We're all busy. But in the midst of busy, let's take a moment to see (and delight in) the beauty at hand. Dandelions. Birds. The neighbor who drives you crazy. Fluffy cloud "animals". Kids trying to catch butterflies. Cake. Don't forget cake!
Lord, give us eyes that see!

Saturday, January 19, 2019

Let Me 'Splain

Dear Reader,

I kinda sorta regret calling myself an author. I wish I had just proclaimed, "Hey! I wrote a book! You can get a copy from me or on Amazon or at various local bookstores. Yay, Me!"

Instead, I created a Facebook author page. I started "Like"ing and "Follow"ing various authors and way too many writing pages. If an author "Like"d my page, I felt obligated to "Like" his/her page in return. Now I have more than a hundred "author friends" whom I don't even vaguely know and whose books I'll probably never read. What's the point?

Almost every day I search for some article or tidbit to post on my author page, because that's just how I am. When I do something, I want to do it well. (There is probably a series of letters that explains this phenomenon [like AC/DC?], but ... whatever.) After each post, it's usually only my "real" friends and family who comment.
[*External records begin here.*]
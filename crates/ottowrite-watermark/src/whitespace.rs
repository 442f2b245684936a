//! Whitespace encoding.
//!
//! After every sentence-ending period followed by a single space, the encoder
//! emits one space for bit 0 and two spaces for bit 1, consuming the
//! identifier stream left to right. Detection only looks for the repeated
//! double-space-after-period pattern; it cannot recover the identifier.

use crate::bits::BitCursor;

/// Encode the bitstream into sentence-boundary spacing.
pub fn encode(text: &str, bits: &mut BitCursor) -> String {
    let chars: Vec<char> = text.chars().collect();
    let mut out = String::with_capacity(text.len() + 32);
    let mut i = 0;
    while i < chars.len() {
        let is_boundary = chars[i] == '.'
            && i + 1 < chars.len()
            && chars[i + 1] == ' '
            && (i + 2 >= chars.len() || chars[i + 2] != ' ');
        if is_boundary {
            out.push('.');
            out.push(' ');
            if bits.next_bit() == Some(true) {
                out.push(' ');
            }
            i += 2;
        } else {
            out.push(chars[i]);
            i += 1;
        }
    }
    out
}

/// Whether the repeated double-space-after-period signature is present.
pub fn has_double_space_pattern(text: &str) -> bool {
    text.matches(".  ").count() >= 2
}

#[cfg(test)]
mod tests {
    use super::*;

    #[test]
    fn test_bit_one_doubles_the_space() {
        let text = "One. Two. Three. Four.";
        let mut bits = BitCursor::new(&[0b1010_0000]);
        let encoded = encode(text, &mut bits);
        assert_eq!(encoded, "One.  Two. Three.  Four.");
    }

    #[test]
    fn test_zero_bits_leave_spacing_unchanged() {
        let text = "One. Two. Three.";
        let mut bits = BitCursor::new(&[0x00]);
        assert_eq!(encode(text, &mut bits), text);
    }

    #[test]
    fn test_one_bit_per_boundary() {
        let text = "A. B. C. no more periods here";
        let mut bits = BitCursor::new(&[0xFF]);
        let before = bits.remaining();
        encode(text, &mut bits);
        assert_eq!(before - bits.remaining(), 3);
    }

    #[test]
    fn test_existing_double_space_not_extended() {
        let text = "Legacy.  typed text. More.";
        let mut bits = BitCursor::new(&[0xFF]);
        let encoded = encode(text, &mut bits);
        // The pre-existing double space is not a boundary; the single-space
        // boundary after "text." is.
        assert_eq!(encoded, "Legacy.  typed text.  More.");
    }

    #[test]
    fn test_double_space_pattern_requires_repetition() {
        assert!(!has_double_space_pattern("One.  Two. Three."));
        assert!(has_double_space_pattern("One.  Two.  Three."));
        assert!(!has_double_space_pattern("No pattern at all. None."));
    }

    #[test]
    fn test_trailing_period_without_space_ignored() {
        let text = "Ends with a period.";
        let mut bits = BitCursor::new(&[0xFF]);
        assert_eq!(encode(text, &mut bits), text);
    }
}
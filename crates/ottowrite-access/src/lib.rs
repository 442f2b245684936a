//! OttoWrite Access Control
//!
//! Capability tokens and rule evaluation for shared manuscripts. A share
//! carries a signed token naming what the holder may do, and a set of rules
//! narrowing where and until when they may do it.

pub mod rules;
pub mod token;

pub use rules::{action_allowed_by_rules, evaluate, required_permission, unauthorized_action};
pub use token::{
    has_permission, AccessTokenService, IssuedToken, TokenError, TokenGrant, DEFAULT_EXPIRY_DAYS,
};
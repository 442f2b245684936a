use chrono::{DateTime, Utc};
use serde::{Deserialize, Serialize};
use utoipa::ToSchema;
use uuid::Uuid;

/// Manuscript container format. The text techniques operate on extracted plain
/// text; for binary containers a format-specific extractor must supply the text
/// first, with fingerprinting as the fallback signal.
#[derive(Debug, Clone, Copy, Default, Serialize, Deserialize, PartialEq, Eq, ToSchema)]
#[serde(rename_all = "lowercase")]
pub enum ManuscriptFormat {
    #[default]
    Text,
    Pdf,
    Docx,
}

/// One of the redundant encodings of the watermark identifier.
#[derive(Debug, Clone, Copy, Serialize, Deserialize, PartialEq, Eq, ToSchema)]
#[serde(rename_all = "snake_case")]
pub enum WatermarkTechnique {
    ZeroWidth,
    Homoglyph,
    Whitespace,
}

/// Watermark record created once per (submission, partner) share event.
/// The id is derived from a SHA-256 hash over the share identifiers, the
/// current time, and CSPRNG bytes; it is never reproducible from public inputs
/// and must be stored server-side to support later leak detection.
#[derive(Debug, Clone, Serialize, Deserialize, PartialEq, ToSchema)]
pub struct WatermarkData {
    /// 32 hex characters.
    pub watermark_id: String,
    pub partner_id: Uuid,
    pub submission_id: Uuid,
    pub user_id: Uuid,
    pub timestamp: DateTime<Utc>,
    pub format: ManuscriptFormat,
    pub techniques: Vec<WatermarkTechnique>,
}
//! Suspicious-activity alert handlers.

use crate::error::{ErrorResponse, HttpAppError, ValidatedJson};
use crate::state::AppState;
use axum::{
    extract::{Path, Query, State},
    http::StatusCode,
    response::IntoResponse,
    Json,
};
use ottowrite_core::models::{
    AlertSeverity, AlertStatus, AlertType, NewAlert, SuspiciousActivityAlert,
};
use ottowrite_core::AppError;
use serde::Deserialize;
use std::sync::Arc;
use utoipa::{IntoParams, ToSchema};
use uuid::Uuid;

#[derive(Debug, Deserialize, IntoParams)]
pub struct ListAlertsQuery {
    pub status: Option<AlertStatus>,
    pub submission_id: Option<Uuid>,
    /// Maximum rows returned, newest first.
    pub limit: Option<i64>,
}

#[utoipa::path(
    get,
    path = "/api/v1/alerts",
    tag = "alerts",
    params(ListAlertsQuery),
    responses(
        (status = 200, description = "Alerts matching the filter", body = [SuspiciousActivityAlert])
    )
)]
pub async fn list_alerts(
    State(state): State<Arc<AppState>>,
    Query(query): Query<ListAlertsQuery>,
) -> Result<impl IntoResponse, HttpAppError> {
    let limit = query.limit.unwrap_or(100).clamp(1, 1000);
    let alerts = state
        .alerts
        .list(query.status, query.submission_id, limit)
        .await?;
    Ok(Json(alerts))
}

#[derive(Debug, Deserialize, ToSchema)]
pub struct CreateAlertRequest {
    pub submission_id: Uuid,
    pub partner_id: Option<Uuid>,
    pub severity: AlertSeverity,
    pub description: String,
    #[serde(default)]
    pub access_log_ids: Vec<i64>,
}

#[utoipa::path(
    post,
    path = "/api/v1/alerts",
    tag = "alerts",
    request_body = CreateAlertRequest,
    responses(
        (status = 201, description = "Alert created", body = SuspiciousActivityAlert),
        (status = 400, description = "Invalid request", body = ErrorResponse)
    )
)]
pub async fn create_alert(
    State(state): State<Arc<AppState>>,
    ValidatedJson(request): ValidatedJson<CreateAlertRequest>,
) -> Result<impl IntoResponse, HttpAppError> {
    if request.description.trim().is_empty() {
        return Err(AppError::InvalidInput("description must not be empty".to_string()).into());
    }

    // Manual is the only type a reviewer can raise by hand; the detection
    // types are reserved for the heuristics.
    let alert = state
        .alerts
        .create(NewAlert {
            submission_id: request.submission_id,
            partner_id: request.partner_id,
            alert_type: AlertType::Manual,
            severity: request.severity,
            description: request.description,
            access_log_ids: request.access_log_ids,
        })
        .await?;

    Ok((StatusCode::CREATED, Json(alert)))
}

#[derive(Debug, Deserialize, ToSchema)]
pub struct UpdateAlertStatusRequest {
    pub status: AlertStatus,
}

#[utoipa::path(
    patch,
    path = "/api/v1/alerts/{id}",
    tag = "alerts",
    params(("id" = Uuid, Path, description = "Alert ID")),
    request_body = UpdateAlertStatusRequest,
    responses(
        (status = 200, description = "Alert updated", body = SuspiciousActivityAlert),
        (status = 404, description = "Alert not found", body = ErrorResponse)
    )
)]
pub async fn update_alert_status(
    State(state): State<Arc<AppState>>,
    Path(id): Path<Uuid>,
    ValidatedJson(request): ValidatedJson<UpdateAlertStatusRequest>,
) -> Result<impl IntoResponse, HttpAppError> {
    let alert = state.alerts.update_status(id, request.status).await?;

    tracing::info!(alert_id = %id, status = ?alert.status, "Alert status updated");

    Ok(Json(alert))
}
That doesn't make me feel bad, but it makes me wonder where all the 500 friends are who "Like" my author page.

Yes, I'm still writing. It's part of who I am. But I don't know if my "scribblings" will result in another book. I'm not worried about it. What I'm "worried" about is wasting too much time on Facebook — especially with people I don't even know.

SO, I'll keep my author page, but I won't try to get more "followers." I don't even know what that means or what the benefit might be. You can "Like" my page, but I won't feel obligated to "Like" you back. I plan to go through my friend list and "get rid of" the people I don't know or haven't personally interacted with on a regular basis.

I'm guessing that, when I share this on Facebook, only my family and friends will read it, and it won't affect them (you!) anyway. But it just felt right to 'splain myself.

Author Cindy Keiger 😌

Friday, December 07, 2018

Weather or Not

It's the seventh day of December, but we haven't seen much frost in our corner of North Carolina yet ... until yesterday, that is. The frost-covered twigs and leaves on the ground made me think of the famous poem by James Whitcomb Riley, which I have copied below (from for your reading enjoyment. Reading it out loud is a little difficult, but it's worth the effort.

When The Frost Is On The Punkin

When the frost is on the punkin and the fodder's in the shock
And you hear the kyouck and gobble of the struttin' turkey cock
And the clackin' of the guineys, and the cluckin' of the hens
And the rooster's hallylooyer as he tiptoes on the fence
O, it's then's the times a feller is a-feelin' at his best
With the risin' sun to greet him from a night of peaceful rest
As he leaves the house, bareheaded, and goes out to feed the stock
When the frost is on the punkin and the fodder's in the shock

They's something kindo' harty-like about the atmusfere
When the heat of summer's over and the coolin' fall is here
Of course we miss the flowers, and the blossums on the trees
And the mumble of the hummin'-birds and buzzin' of the bees
But the air's so appetizin'; and the landscape through the haze
Of a crisp and sunny morning of the airly autumn days
Is a pictur' that no painter has the colorin' to mock
When the frost is on the punkin and the fodder's in the shock.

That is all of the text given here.